DATASET RECORDS:
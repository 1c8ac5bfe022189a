use ratatui::layout::Rect;

use telecue_core::config::{Alignment, DisplayConfig, MAX_FRAME_PADDING, MAX_LINE_SPACING};

use crate::scroll::{LayoutMetrics, LayoutProvider};

/// Wrapped script text inside the prompter frame
///
/// Terminal rows map onto position units through `units_per_row`, so the
/// scroll engine sees the same kind of extents a pixel surface would
/// report. Wrapping is redone whenever the text, the viewport or a display
/// setting changes; [`LayoutProvider::measure`] only reads the cache.
#[derive(Debug, Clone)]
pub struct TextLayout {
    text: String,
    display: DisplayConfig,
    /// Size of the prompter area before padding
    viewport: (u16, u16),
    rows: Vec<String>,
}

impl TextLayout {
    pub fn new(text: impl Into<String>, display: DisplayConfig) -> Self {
        let mut layout = Self {
            text: text.into(),
            display: display.sanitized(),
            viewport: (0, 0),
            rows: Vec::new(),
        };
        layout.rewrap();
        layout
    }

    pub fn display(&self) -> &DisplayConfig {
        &self.display
    }

    /// Wrapped rows, without spacing rows
    pub fn rows(&self) -> &[String] {
        &self.rows
    }

    pub fn set_viewport(&mut self, width: u16, height: u16) {
        if self.viewport != (width, height) {
            self.viewport = (width, height);
            self.rewrap();
        }
    }

    /// Returns the padding actually applied
    pub fn set_frame_padding(&mut self, padding: u16) -> u16 {
        self.display.frame_padding = padding.min(MAX_FRAME_PADDING);
        self.rewrap();
        self.display.frame_padding
    }

    pub fn set_line_spacing(&mut self, spacing: u16) -> u16 {
        self.display.line_spacing = spacing.min(MAX_LINE_SPACING);
        self.display.line_spacing
    }

    pub fn set_alignment(&mut self, alignment: Alignment) {
        self.display.alignment = alignment;
    }

    /// Terminal rows taken by one wrapped row including its spacing
    #[inline]
    pub fn row_stride(&self) -> u16 {
        1 + self.display.line_spacing
    }

    /// Area the text is drawn into once the frame padding is removed
    pub fn text_area(&self, area: Rect) -> Rect {
        let (width, height) = padded_size(area.width, area.height, self.display.frame_padding);
        Rect {
            x: area.x + (area.width - width) / 2,
            y: area.y + (area.height - height) / 2,
            width,
            height,
        }
    }

    fn rewrap(&mut self) {
        let (width, _) = padded_size(self.viewport.0, self.viewport.1, self.display.frame_padding);
        self.rows = wrap_text(&self.text, width as usize);
    }
}

impl LayoutProvider for TextLayout {
    fn measure(&self) -> LayoutMetrics {
        let (_, visible_rows) =
            padded_size(self.viewport.0, self.viewport.1, self.display.frame_padding);
        let unit = self.display.units_per_row;
        let content_rows = self.rows.len() as f64 * f64::from(self.row_stride());
        LayoutMetrics::new(f64::from(visible_rows) * unit, content_rows * unit)
    }
}

/// Width and height left after padding. Vertical padding is half the
/// horizontal one since terminal cells are roughly twice as tall as wide.
fn padded_size(width: u16, height: u16, padding: u16) -> (u16, u16) {
    let horizontal = padding.min(width.saturating_sub(1) / 2);
    let vertical = (padding / 2).min(height.saturating_sub(1) / 2);
    (
        width.saturating_sub(horizontal * 2),
        height.saturating_sub(vertical * 2),
    )
}

/// Soft-wrap every paragraph to `width` columns. Blank lines are kept.
fn wrap_text(text: &str, width: usize) -> Vec<String> {
    if text.is_empty() {
        return Vec::new();
    }
    if width == 0 {
        return text.lines().map(str::to_string).collect();
    }

    let mut rows = Vec::new();
    for line in text.lines() {
        if line.trim().is_empty() {
            rows.push(String::new());
            continue;
        }
        rows.extend(textwrap::wrap(line, width).into_iter().map(|piece| piece.into_owned()));
    }
    rows
}

#[cfg(test)]
mod tests {
    use super::*;

    fn display() -> DisplayConfig {
        DisplayConfig {
            units_per_row: 10.0,
            line_spacing: 0,
            frame_padding: 0,
            ..Default::default()
        }
    }

    #[test]
    fn test_measure_uses_rows_and_units() {
        let mut layout = TextLayout::new("one\ntwo\nthree", display());
        layout.set_viewport(40, 20);
        let metrics = layout.measure();
        assert_eq!(metrics.container_extent, 200.0);
        assert_eq!(metrics.content_extent, 30.0);
    }

    #[test]
    fn test_line_spacing_scales_content() {
        let mut layout = TextLayout::new("one\ntwo", display());
        layout.set_viewport(40, 20);
        layout.set_line_spacing(2);
        assert_eq!(layout.row_stride(), 3);
        assert_eq!(layout.measure().content_extent, 60.0);
        assert_eq!(layout.set_line_spacing(99), MAX_LINE_SPACING);
    }

    #[test]
    fn test_wraps_to_padded_width() {
        let mut layout = TextLayout::new("aaaa bbbb cccc", display());
        layout.set_viewport(14, 10);
        assert_eq!(layout.rows().len(), 1);

        layout.set_frame_padding(3);
        // 14 - 2*3 = 8 columns
        assert_eq!(layout.rows(), &["aaaa", "bbbb", "cccc"]);
    }

    #[test]
    fn test_blank_lines_are_rows() {
        let mut layout = TextLayout::new("a\n\nb", display());
        layout.set_viewport(10, 10);
        assert_eq!(layout.rows().len(), 3);
        assert_eq!(layout.rows()[1], "");
    }

    #[test]
    fn test_unsized_viewport_is_degenerate() {
        let layout = TextLayout::new("hello", display());
        assert!(layout.measure().is_degenerate());
    }

    #[test]
    fn test_empty_text_has_no_content() {
        let mut layout = TextLayout::new("", display());
        layout.set_viewport(10, 10);
        assert_eq!(layout.measure().content_extent, 0.0);
    }

    #[test]
    fn test_text_area_is_centered() {
        let layout = TextLayout::new(
            "x",
            DisplayConfig {
                frame_padding: 4,
                ..display()
            },
        );
        let area = layout.text_area(Rect::new(0, 0, 40, 20));
        assert_eq!(area, Rect::new(4, 2, 32, 16));
    }

    #[test]
    fn test_padding_never_swallows_area() {
        assert_eq!(padded_size(3, 3, 40), (1, 1));
        assert_eq!(padded_size(0, 0, 4), (0, 0));
    }
}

PROBLEM REQUIREMENTS:
Could you restate word for word the lines above, from the one that contains "x: area.x +" through the one that contains "let (width, _)", and no others?

RESULT OF THIS TASK:
            x: area.x + (area.width - width) / 2,
            y: area.y + (area.height - height) / 2,
            width,
            height,
        }
    }

    fn rewrap(&mut self) {
        let (width, _) = padded_size(self.viewport.0, self.viewport.1, self.display.frame_padding);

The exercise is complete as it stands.